Extracted data entries:
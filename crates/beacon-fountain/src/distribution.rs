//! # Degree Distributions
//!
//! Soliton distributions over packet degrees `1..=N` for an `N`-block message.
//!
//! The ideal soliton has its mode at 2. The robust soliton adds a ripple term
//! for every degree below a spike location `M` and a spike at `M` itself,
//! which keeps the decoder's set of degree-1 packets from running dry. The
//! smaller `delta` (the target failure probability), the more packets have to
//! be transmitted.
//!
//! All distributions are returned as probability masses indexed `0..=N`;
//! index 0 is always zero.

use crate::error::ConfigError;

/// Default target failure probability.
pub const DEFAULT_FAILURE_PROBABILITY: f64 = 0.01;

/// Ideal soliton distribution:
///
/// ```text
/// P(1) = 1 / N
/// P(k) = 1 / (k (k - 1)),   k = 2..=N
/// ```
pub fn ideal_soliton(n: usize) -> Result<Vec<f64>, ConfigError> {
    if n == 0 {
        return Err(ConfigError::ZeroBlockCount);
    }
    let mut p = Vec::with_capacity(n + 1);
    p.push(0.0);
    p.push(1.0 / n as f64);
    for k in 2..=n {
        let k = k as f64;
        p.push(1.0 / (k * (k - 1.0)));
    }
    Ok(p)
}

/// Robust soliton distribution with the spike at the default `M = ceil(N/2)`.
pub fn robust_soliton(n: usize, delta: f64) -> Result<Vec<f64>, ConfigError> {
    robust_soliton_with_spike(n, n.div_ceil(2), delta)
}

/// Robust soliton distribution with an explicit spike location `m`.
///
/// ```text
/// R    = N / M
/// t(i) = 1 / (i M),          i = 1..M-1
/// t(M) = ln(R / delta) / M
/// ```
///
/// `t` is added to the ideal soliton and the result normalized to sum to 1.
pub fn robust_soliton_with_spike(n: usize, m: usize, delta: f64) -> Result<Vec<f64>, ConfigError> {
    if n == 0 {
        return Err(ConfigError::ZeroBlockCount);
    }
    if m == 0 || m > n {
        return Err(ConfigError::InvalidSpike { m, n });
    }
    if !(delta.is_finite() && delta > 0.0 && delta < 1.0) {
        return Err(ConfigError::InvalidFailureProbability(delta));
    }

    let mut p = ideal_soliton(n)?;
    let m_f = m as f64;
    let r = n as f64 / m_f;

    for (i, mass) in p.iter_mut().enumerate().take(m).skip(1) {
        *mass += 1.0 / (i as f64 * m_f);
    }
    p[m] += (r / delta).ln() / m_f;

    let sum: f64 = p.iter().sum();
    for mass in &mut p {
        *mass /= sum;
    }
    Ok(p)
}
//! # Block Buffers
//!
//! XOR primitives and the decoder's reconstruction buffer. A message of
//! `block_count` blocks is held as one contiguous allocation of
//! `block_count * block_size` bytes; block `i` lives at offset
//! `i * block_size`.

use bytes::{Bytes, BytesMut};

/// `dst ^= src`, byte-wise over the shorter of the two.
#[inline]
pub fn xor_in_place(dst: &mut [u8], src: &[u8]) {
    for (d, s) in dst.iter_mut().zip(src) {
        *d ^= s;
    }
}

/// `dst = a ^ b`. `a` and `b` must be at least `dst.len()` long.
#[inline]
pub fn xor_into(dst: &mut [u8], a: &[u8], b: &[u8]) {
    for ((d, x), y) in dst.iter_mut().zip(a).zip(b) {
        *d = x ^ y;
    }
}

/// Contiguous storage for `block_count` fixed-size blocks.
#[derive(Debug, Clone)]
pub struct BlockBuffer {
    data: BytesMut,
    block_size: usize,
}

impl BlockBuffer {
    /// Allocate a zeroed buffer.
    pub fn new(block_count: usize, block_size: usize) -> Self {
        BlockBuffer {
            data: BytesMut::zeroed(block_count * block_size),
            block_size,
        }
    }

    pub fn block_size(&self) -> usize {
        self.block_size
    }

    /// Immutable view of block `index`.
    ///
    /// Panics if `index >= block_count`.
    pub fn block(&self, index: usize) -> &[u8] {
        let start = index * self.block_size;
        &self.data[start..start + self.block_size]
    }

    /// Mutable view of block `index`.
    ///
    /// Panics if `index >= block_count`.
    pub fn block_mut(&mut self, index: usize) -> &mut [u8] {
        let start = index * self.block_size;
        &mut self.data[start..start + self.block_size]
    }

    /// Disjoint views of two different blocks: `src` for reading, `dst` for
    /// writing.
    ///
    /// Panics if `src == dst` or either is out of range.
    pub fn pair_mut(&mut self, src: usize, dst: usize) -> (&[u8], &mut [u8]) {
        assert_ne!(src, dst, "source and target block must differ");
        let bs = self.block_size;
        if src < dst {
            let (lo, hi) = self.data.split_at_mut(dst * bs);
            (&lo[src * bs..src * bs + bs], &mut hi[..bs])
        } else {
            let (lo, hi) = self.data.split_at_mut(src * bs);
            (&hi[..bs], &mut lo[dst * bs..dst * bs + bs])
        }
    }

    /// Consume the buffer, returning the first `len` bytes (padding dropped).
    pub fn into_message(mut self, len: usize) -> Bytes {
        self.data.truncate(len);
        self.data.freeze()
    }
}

- [What needs to be done]
Repeat the data precisely, reproducing every entry.

- [Result of the task]
filename crates/beacon-fountain/src/distribution.rs
//! # Degree Distributions
//!
//! Soliton distributions over packet degrees `1..=N` for an `N`-block message.
//!
//! The ideal soliton has its mode at 2. The robust soliton adds a ripple term
//! for every degree below a spike location `M` and a spike at `M` itself,
//! which keeps the decoder's set of degree-1 packets from running dry. The
//! smaller `delta` (the target failure probability), the more packets have to
//! be transmitted.
//!
//! All distributions are returned as probability masses indexed `0..=N`;
//! index 0 is always zero.

use crate::error::ConfigError;

/// Default target failure probability.
pub const DEFAULT_FAILURE_PROBABILITY: f64 = 0.01;

/// Ideal soliton distribution:
///
/// ```text
/// P(1) = 1 / N
/// P(k) = 1 / (k (k - 1)),   k = 2..=N
/// ```
pub fn ideal_soliton(n: usize) -> Result<Vec<f64>, ConfigError> {
    if n == 0 {
        return Err(ConfigError::ZeroBlockCount);
    }
    let mut p = Vec::with_capacity(n + 1);
    p.push(0.0);
    p.push(1.0 / n as f64);
    for k in 2..=n {
        let k = k as f64;
        p.push(1.0 / (k * (k - 1.0)));
    }
    Ok(p)
}

/// Robust soliton distribution with the spike at the default `M = ceil(N/2)`.
pub fn robust_soliton(n: usize, delta: f64) -> Result<Vec<f64>, ConfigError> {
    robust_soliton_with_spike(n, n.div_ceil(2), delta)
}

/// Robust soliton distribution with an explicit spike location `m`.
///
/// ```text
/// R    = N / M
/// t(i) = 1 / (i M),          i = 1..M-1
/// t(M) = ln(R / delta) / M
/// ```
///
/// `t` is added to the ideal soliton and the result normalized to sum to 1.
pub fn robust_soliton_with_spike(n: usize, m: usize, delta: f64) -> Result<Vec<f64>, ConfigError> {
    if n == 0 {
        return Err(ConfigError::ZeroBlockCount);
    }
    if m == 0 || m > n {
        return Err(ConfigError::InvalidSpike { m, n });
    }
    if !(delta.is_finite() && delta > 0.0 && delta < 1.0) {
        return Err(ConfigError::InvalidFailureProbability(delta));
    }

    let mut p = ideal_soliton(n)?;
    let m_f = m as f64;
    let r = n as f64 / m_f;

    for (i, mass) in p.iter_mut().enumerate().take(m).skip(1) {
        *mass += 1.0 / (i as f64 * m_f);
    }
    p[m] += (r / delta).ln() / m_f;

    let sum: f64 = p.iter().sum();
    for mass in &mut p {
        *mass /= sum;
    }
    Ok(p)
}
//! # Block Buffers
//!
//! XOR primitives and the decoder's reconstruction buffer. A message of
//! `block_count` blocks is held as one contiguous allocation of
//! `block_count * block_size` bytes; block `i` lives at offset
//! `i * block_size`.

use bytes::{Bytes, BytesMut};

/// `dst ^= src`, byte-wise over the shorter of the two.
#[inline]
pub fn xor_in_place(dst: &mut [u8], src: &[u8]) {
    for (d, s) in dst.iter_mut().zip(src) {
        *d ^= s;
    }
}

/// `dst = a ^ b`. `a` and `b` must be at least `dst.len()` long.
#[inline]
pub fn xor_into(dst: &mut [u8], a: &[u8], b: &[u8]) {
    for ((d, x), y) in dst.iter_mut().zip(a).zip(b) {
        *d = x ^ y;
    }
}

/// Contiguous storage for `block_count` fixed-size blocks.
#[derive(Debug, Clone)]
pub struct BlockBuffer {
    data: BytesMut,
    block_size: usize,
}

impl BlockBuffer {
    /// Allocate a zeroed buffer.
    pub fn new(block_count: usize, block_size: usize) -> Self {
        BlockBuffer {
            data: BytesMut::zeroed(block_count * block_size),
            block_size,
        }
    }

    pub fn block_size(&self) -> usize {
        self.block_size
    }

    /// Immutable view of block `index`.
    ///
    /// Panics if `index >= block_count`.
    pub fn block(&self, index: usize) -> &[u8] {
        let start = index * self.block_size;
        &self.data[start..start + self.block_size]
    }

    /// Mutable view of block `index`.
    ///
    /// Panics if `index >= block_count`.
    pub fn block_mut(&mut self, index: usize) -> &mut [u8] {
        let start = index * self.block_size;
        &mut self.data[start..start + self.block_size]
    }

    /// Disjoint views of two different blocks: `src` for reading, `dst` for
    /// writing.
    ///
    /// Panics if `src == dst` or either is out of range.
    pub fn pair_mut(&mut self, src: usize, dst: usize) -> (&[u8], &mut [u8]) {
        assert_ne!(src, dst, "source and target block must differ");
        let bs = self.block_size;
        if src < dst {
            let (lo, hi) = self.data.split_at_mut(dst * bs);
            (&lo[src * bs..src * bs + bs], &mut hi[..bs])
        } else {
            let (lo, hi) = self.data.split_at_mut(src * bs);
            (&hi[..bs], &mut lo[dst * bs..dst * bs + bs])
        }
    }

    /// Consume the buffer, returning the first `len` bytes (padding dropped).
    pub fn into_message(mut self, len: usize) -> Bytes {
        self.data.truncate(len);
        self.data.freeze()
    }
}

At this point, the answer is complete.